When the team looked at plant embryos, they found that BBM1 was expressed by the genetic material taken from the sperm rather than the egg. Sundaresan thought, “If this is a key gene you really need from the male, what if you could just switch in on in the female?”

So Imtiyaz Khanday, a postdoctoral fellow in his lab, did just that.

“Imtiyaz expressed this gene in the egg cell through a different promoter, a different regulatory sequence and sure enough, the egg cell instead of stopping to wait for fertilization just went on to make an embryo,” said Sundaresan.

Reproduction graphic
Replicating this process in the lab could prove vital to providing the world’s farmers with high-yielding, disease-resistant or climate-resistant food crops. Innovative Genomics Institute 

Invigorating the hybrids

In 2016, Sundaresan started collaborating with colleagues from the French National Institute for Agricultural Research after he learned about their work eliminating the meiosis process from rice development via gene knockouts. The researchers replaced the meiosis process—which usually results in daughter cells with only half the chromosomes of each parent—with mitosis, which ensured that the egg cell obtained complete chromosomes from each parental plant. 

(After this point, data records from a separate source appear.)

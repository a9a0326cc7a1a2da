//! Integration tests for the sliding-window rate limiter.

use std::sync::Arc;
use std::thread;
use std::time::Duration;
use storefront_perf::{ManualClock, RateLimitPolicy, SlidingWindowLimiter};

fn limiter(max_requests: usize, window_secs: u64) -> (SlidingWindowLimiter, Arc<ManualClock>) {
    let clock = Arc::new(ManualClock::new());
    let limiter = SlidingWindowLimiter::new(
        RateLimitPolicy::new(max_requests, Duration::from_secs(window_secs)),
        clock.clone(),
    );
    (limiter, clock)
}

#[test]
fn test_three_per_ten_seconds_scenario() {
    let (limiter, clock) = limiter(3, 10);

    let results: Vec<bool> = (0..4)
        .map(|t| limiter.allow_at("u1", "opX", clock.at_secs(t)))
        .collect();
    assert_eq!(results, vec![true, true, true, false]);

    assert!(limiter.allow_at("u1", "opX", clock.at_secs(11)));
}

#[test]
fn test_denial_does_not_extend_window() {
    let (limiter, clock) = limiter(2, 10);

    assert!(limiter.allow_at("u1", "op", clock.at_secs(0)));
    assert!(limiter.allow_at("u1", "op", clock.at_secs(1)));
    for t in 2..10 {
        assert!(!limiter.allow_at("u1", "op", clock.at_secs(t)));
    }
    // Denied calls were never recorded, so the first slot frees at t=10.
    assert!(limiter.allow_at("u1", "op", clock.at_secs(10)));
    assert_eq!(limiter.current_count("u1", "op", clock.at_secs(10)), 2);
}

#[test]
fn test_keys_are_independent() {
    let (limiter, clock) = limiter(1, 60);
    let now = clock.at_secs(0);

    assert!(limiter.allow_at("clientA", "op", now));
    assert!(!limiter.allow_at("clientA", "op", now));

    assert!(limiter.allow_at("clientB", "op", now));
    assert!(limiter.allow_at("clientA", "op2", now));
}

#[test]
fn test_retry_after_counts_down_from_oldest() {
    let (limiter, clock) = limiter(2, 10);

    limiter.check_at("u1", "op", clock.at_secs(2)).unwrap();
    limiter.check_at("u1", "op", clock.at_secs(5)).unwrap();

    let denied = limiter.check_at("u1", "op", clock.at_secs(7)).unwrap_err();
    assert_eq!(denied.retry_after, Duration::from_secs(5));
    assert_eq!(denied.client, "u1");
    assert_eq!(denied.operation, "op");
}

#[test]
fn test_operation_override_policy() {
    let clock = Arc::new(ManualClock::new());
    let limiter = SlidingWindowLimiter::new(RateLimitPolicy::default(), clock.clone())
        .with_operation_policy("purchase", RateLimitPolicy::new(1, Duration::from_secs(30)));

    assert!(limiter.allow("u1", "purchase"));
    assert!(!limiter.allow("u1", "purchase"));
    for _ in 0..50 {
        assert!(limiter.allow("u1", "browse"));
    }
}

#[test]
fn test_reaper_bounds_idle_keys() {
    let (limiter, clock) = limiter(5, 10);

    for i in 0..100 {
        limiter.allow(&format!("client-{i}"), "op");
    }
    assert_eq!(limiter.tracked_keys(), 100);

    clock.advance(Duration::from_secs(5));
    limiter.allow("active", "op");
    assert_eq!(limiter.reap(), 0);

    clock.advance(Duration::from_secs(6));
    assert_eq!(limiter.reap(), 100);
    assert_eq!(limiter.tracked_keys(), 1);
}

#[test]
fn test_concurrent_callers_never_exceed_budget() {
    let (limiter, _) = limiter(50, 60);
    let limiter = Arc::new(limiter);

    let handles: Vec<_> = (0..8)
        .map(|_| {
            let limiter = limiter.clone();
            thread::spawn(move || (0..20).filter(|_| limiter.allow("shared", "op")).count())
        })
        .collect();

    let admitted: usize = handles.into_iter().map(|h| h.join().unwrap()).sum();
    assert_eq!(admitted, 50);

    let stats = limiter.stats();
    assert_eq!(stats.allowed, 50);
    assert_eq!(stats.denied, 8 * 20 - 50);
}
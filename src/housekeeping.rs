//! Periodic memory reclamation for the request-path components.
//!
//! Lazy eviction keeps reads correct on its own, but entries that are never
//! read again and limiter keys that go quiet would otherwise accumulate. The
//! housekeeper purges both on a fixed cadence.

use crate::cache::TtlCache;
use crate::rate_limit::SlidingWindowLimiter;
use crate::worker::PeriodicWorker;
use std::sync::Arc;
use std::time::Duration;
use tracing::debug;

/// What one housekeeping pass removed.
#[derive(Debug, Clone, Copy, Default, PartialEq, Eq)]
pub struct SweepReport {
    pub purged_entries: usize,
    pub reaped_keys: usize,
}

/// Cache janitor and limiter reaper.
pub struct Housekeeper<V> {
    cache: Option<Arc<TtlCache<V>>>,
    limiter: Option<Arc<SlidingWindowLimiter>>,
    worker: PeriodicWorker,
}

impl<V> Housekeeper<V>
where
    V: Clone + Send + Sync + 'static,
{
    pub fn new(
        cache: Option<Arc<TtlCache<V>>>,
        limiter: Option<Arc<SlidingWindowLimiter>>,
    ) -> Self {
        Self {
            cache,
            limiter,
            worker: PeriodicWorker::new("housekeeper"),
        }
    }

    /// One pass over the cache and the limiter.
    pub fn sweep(&self) -> SweepReport {
        sweep(self.cache.as_deref(), self.limiter.as_deref())
    }

    /// Sweeps every `interval` on a background thread.
    pub fn start(&self, interval: Duration) -> std::io::Result<bool> {
        let cache = self.cache.clone();
        let limiter = self.limiter.clone();
        self.worker.start(interval, move || {
            sweep(cache.as_deref(), limiter.as_deref());
        })
    }

    pub fn stop(&self) -> bool {
        self.worker.stop()
    }

    pub fn is_running(&self) -> bool {
        self.worker.is_running()
    }
}

fn sweep<V: Clone>(
    cache: Option<&TtlCache<V>>,
    limiter: Option<&SlidingWindowLimiter>,
) -> SweepReport {
    let report = SweepReport {
        purged_entries: cache.map(|c| c.purge_expired()).unwrap_or(0),
        reaped_keys: limiter.map(|l| l.reap()).unwrap_or(0),
    };
    if report != SweepReport::default() {
        debug!(
            purged_entries = report.purged_entries,
            reaped_keys = report.reaped_keys,
            "Housekeeping sweep"
        );
    }
    report
}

“If you could make this egg cell not remain an egg cell but become a plant, that plant would now be a clone,” said Sundaresan, whose team together with his new collaborators, demonstrated that such asexual reproduction was feasible in crops and produced multiple generations of clones.

Sundaresan and his colleagues are trying to identify other genes that might make the cloning process more efficient. Since asexual reproduction has evolved in many different plant species, any species, in theory, has the genetic makeup to produce viable clonal seeds, according to Sundaresan. They just need the right genetic tweaking.     

"By making hybrid crops that clonally produce just as efficiently as offspring, Distinguished Professor Sundaresan has illuminated a path towards a future in which farmers can reap the benefits of sustainable hybrid seeds without the need to purchase new seeds each season,” said College of Biological Sciences Dean Mark Winey

“Hybrid vigor” refers to the high quality of crops or plants resulting from hybridization. It’s what makes hybrid seeds such a desirable commodity in the agricultural world. Sundaresan’s clonal seeds, if taken to full-scale application, could ensure “hybrid vigor” remains intact without the need for new seeds.

“In a way, we are copying what happens in nature,” he said.